Monday, November 16, 2015

Profiles in Chickenshit

Today was like watching an amazing case of "follow the leader", where state governor after state governor decided to Make! A! Political! Statement! that they would no-way, no-how, be accepting any Syrian refugees in their state. AL Gov. Bentley managed to combine his statement refusing to accept any Syrian refugees (which his state as of to date hasn't done) with a prayer for "those who have suffered loss." Nice. Syrian refugees have lost family, neighbors, their homes. He'll pray for them--but by the way, they can fuck off. A slew of other governors followed on this small-hearted and shallow-souled wake. (One even signifying on a Louie "Terror Babies" Gohmert level of ridiculousness.)
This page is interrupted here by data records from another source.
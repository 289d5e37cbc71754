use crate::model::room::RoomId;
use serde::{Deserialize, Serialize};

#[derive(Debug, Clone, PartialEq, Serialize, Deserialize)]
pub struct IceServerConfig {
    pub urls: Vec<String>,
    #[serde(default, skip_serializing_if = "Option::is_none")]
    pub username: Option<String>,
    #[serde(default, skip_serializing_if = "Option::is_none")]
    pub credential: Option<String>,
}

/// Connectivity candidate as produced by the peer connection, plus its media line hints.
#[derive(Debug, Clone, PartialEq, Eq, Serialize, Deserialize)]
#[serde(rename_all = "camelCase")]
pub struct IceCandidate {
    pub candidate: String,
    #[serde(default)]
    pub sdp_mid: Option<String>,
    #[serde(default)]
    pub sdp_m_line_index: Option<u16>,
}

/// Every frame exchanged over the signaling WebSocket, in either direction.
///
/// Encoded as JSON with a `type` discriminator, so `Offer` reads
/// `{"type":"offer","sdp":"...","roomId":"..."}` on the wire.
#[derive(Debug, Clone, PartialEq, Serialize, Deserialize)]
#[serde(
    tag = "type",
    rename_all = "kebab-case",
    rename_all_fields = "camelCase"
)]
pub enum SignalMessage {
    Join {
        room_id: RoomId,
    },
    RoomCreated {
        room_id: RoomId,
    },
    RoomJoined {
        room_id: RoomId,
    },
    RoomFull {
        room_id: RoomId,
    },
    Offer {
        sdp: String,
        room_id: RoomId,
    },
    Answer {
        sdp: String,
        room_id: RoomId,
        #[serde(default, skip_serializing_if = "Option::is_none")]
        location: Option<String>,
    },
    Candidate {
        #[serde(flatten)]
        candidate: IceCandidate,
        room_id: RoomId,
    },
    Leave {
        room_id: RoomId,
    },
    PeerLeft,
    IceServers {
        ice_servers: Vec<IceServerConfig>,
    },
}

impl SignalMessage {
    pub fn room_id(&self) -> Option<&RoomId> {
        match self {
            SignalMessage::Join { room_id }
            | SignalMessage::RoomCreated { room_id }
            | SignalMessage::RoomJoined { room_id }
            | SignalMessage::RoomFull { room_id }
            | SignalMessage::Offer { room_id, .. }
            | SignalMessage::Answer { room_id, .. }
            | SignalMessage::Candidate { room_id, .. }
            | SignalMessage::Leave { room_id } => Some(room_id),
            SignalMessage::PeerLeft | SignalMessage::IceServers { .. } => None,
        }
    }

    /// Messages the relay forwards between room members without looking inside.
    pub fn is_peer_signal(&self) -> bool {
        matches!(
            self,
            SignalMessage::Offer { .. }
                | SignalMessage::Answer { .. }
                | SignalMessage::Candidate { .. }
        )
    }

    pub fn kind(&self) -> &'static str {
        match self {
            SignalMessage::Join { .. } => "join",
            SignalMessage::RoomCreated { .. } => "room-created",
            SignalMessage::RoomJoined { .. } => "room-joined",
            SignalMessage::RoomFull { .. } => "room-full",
            SignalMessage::Offer { .. } => "offer",
            SignalMessage::Answer { .. } => "answer",
            SignalMessage::Candidate { .. } => "candidate",
            SignalMessage::Leave { .. } => "leave",
            SignalMessage::PeerLeft => "peer-left",
            SignalMessage::IceServers { .. } => "ice-servers",
        }
    }
}
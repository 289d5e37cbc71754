use tandem_core::SignalMessage;
use tracing::{info, warn};

use super::{NegotiationState, SessionNegotiator};
use crate::error::NegotiationError;

impl SessionNegotiator {
    /// Ends the call from any state. Also stops local capture.
    pub async fn hang_up(&mut self) {
        info!("Hanging up ({})", self.state.name());
        self.teardown(true).await;
        if let Some(media) = self.local_media.take() {
            self.collaborators.capture.release_local_media(media).await;
        }
    }

    /// The other member left. Local capture is kept for the next join.
    pub(super) async fn on_peer_left(&mut self) {
        if !self.state.is_active() {
            return;
        }
        info!("Peer left room");
        self.teardown(false).await;
        self.collaborators.observer.on_peer_left().await;
    }

    /// The relay connection is gone; nothing can be sent any more.
    pub async fn on_channel_closed(&mut self) {
        if self.state.is_active() {
            warn!("Signaling channel closed during {}", self.state.name());
        }
        self.teardown(false).await;
    }

    pub(super) async fn fail(&mut self, err: NegotiationError) {
        warn!("Call failed: {}", err);
        self.teardown(true).await;
        self.collaborators.observer.on_call_failed(&err).await;
    }

    /// Closes the peer connection and leaves the room, landing in `Closed`.
    async fn teardown(&mut self, send_leave: bool) {
        let room_id = self.state.room_id().cloned();

        if let Some(session) = self.session.take() {
            if let Err(e) = session.transport.close().await {
                warn!("Failed to close {}: {:#}", session.call_id, e);
            }
        }
        if send_leave {
            if let Some(room_id) = room_id {
                self.send(SignalMessage::Leave { room_id });
            }
        }
        self.candidates.reset();
        if self.remote_media.take().is_some() {
            self.collaborators.observer.on_remote_media_cleared().await;
        }
        self.transition(NegotiationState::Closed);
    }
}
It's obscene that the Paris attacks, mostly carried out by people already French or Belgian citizens, are causing a problem for Syrian refugees, who did not do this. The one case where a Syrian passport was found near a suicide bomber (which was cited by TX Gov. Abbott, because of course a person can blow themselves up and their passport survives, and who doesn't take their passport to a suicide bombing?) it was very probably a fake.

And why would anyone do that? Because Daesh wants Westerners to reject Syrian refugees. They want to drive a wedge between people, polarizing them, eliminating the middle. Imagine, for example, what happens when Syrian people are turned away from a place to shelter. They are facing the possibility of returning home to die, because there are a lot of ways to die in Syria right now. They knew, depending upon the length and path of their route that they might be facing death anyway--and that this would be especially hard on children.

So in this great and generous, and some would even claim, Christian nation--what are these elected officials doing? Pretending to send people who are most likely no threat at all, and who are themselves under terrible threat, away from people in their states who they would like to convince they just did a wonderful brave thing for--because they are chickenshits. And they would rather fake leadership by making this basically annoying stand,  because the alternative is learning stuff and being decent and showing actual courage and compassion--and who even has time for that?

Because the people who make these mouth noises about how we can't really know who's who? Apparently have no clue that refugee application involves multi-agency inspections and can take 18-24 months to process. The US has only taken about 2000 people to date since 2012, and here's the scorecard on who is actually dangerous to our fellow Americans. Counting 9/11 as basically sui generis, you've got a lot of homegrown horrorshows. And here's my point--toddlers have, in any given year but 2001, killed more Americans than terrorists have. Take, like, any four American school-shooters, and you'd have an event that rivals the Paris attacks. The actual risk of a Syrian refugee actually turning out to be a Daesh operative is seriously low. It's ridiculous to angst over--

And in the meanwhile--think about the generation of Syrian youth who just got the message that we considered them disposable. Is that not radicalizing?

It's chickenshit. It's leading by following uninformed opinion. It's pants-pissing xenophobia and nationalistic signifying.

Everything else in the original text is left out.